▸ **Your instructions**:
Only the line containing "over it exhaustively." and the lines after it, through the end of the data below, are to be returned, each exactly as it stands.

[[ Data extract open ]]

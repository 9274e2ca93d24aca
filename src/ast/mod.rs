//! Decompiled method body representation.
//!
//! classcheck does not parse raw class files. The upstream decompiler
//! emits one JSON dump per class; the structures here are the schema of
//! that dump plus the in-memory arena the flow engine works on.
//!
//! Expressions live in a flat arena on the [`MethodBody`] and reference
//! each other by [`ExprId`]. Structured control flow (blocks,
//! conditionals, loops, switches) is a tree of [`Node`] values that
//! refer into the arena. The variant set is closed; the engine matches
//! over it exhaustively.

mod builder;
mod nodes;
mod types;

pub use builder::{cond, looped, stmt, MethodBuilder};
pub use nodes::{
    Block, CaseBlock, Closure, ClosureId, Condition, Const, ExprId, Expression, FieldRef, Loop,
    LoopKind, MethodBody, MethodRef, Node, Operand, Operation, Switch, TryBlock, VarId,
};
pub use types::{TypeHierarchy, TypeName};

[[ Data extract closed ]]

▸ **Answer to the problem**:
//! over it exhaustively.

mod builder;
mod nodes;
mod types;

pub use builder::{cond, looped, stmt, MethodBuilder};
pub use nodes::{
    Block, CaseBlock, Closure, ClosureId, Condition, Const, ExprId, Expression, FieldRef, Loop,
    LoopKind, MethodBody, MethodRef, Node, Operand, Operation, Switch, TryBlock, VarId,
};
pub use types::{TypeHierarchy, TypeName};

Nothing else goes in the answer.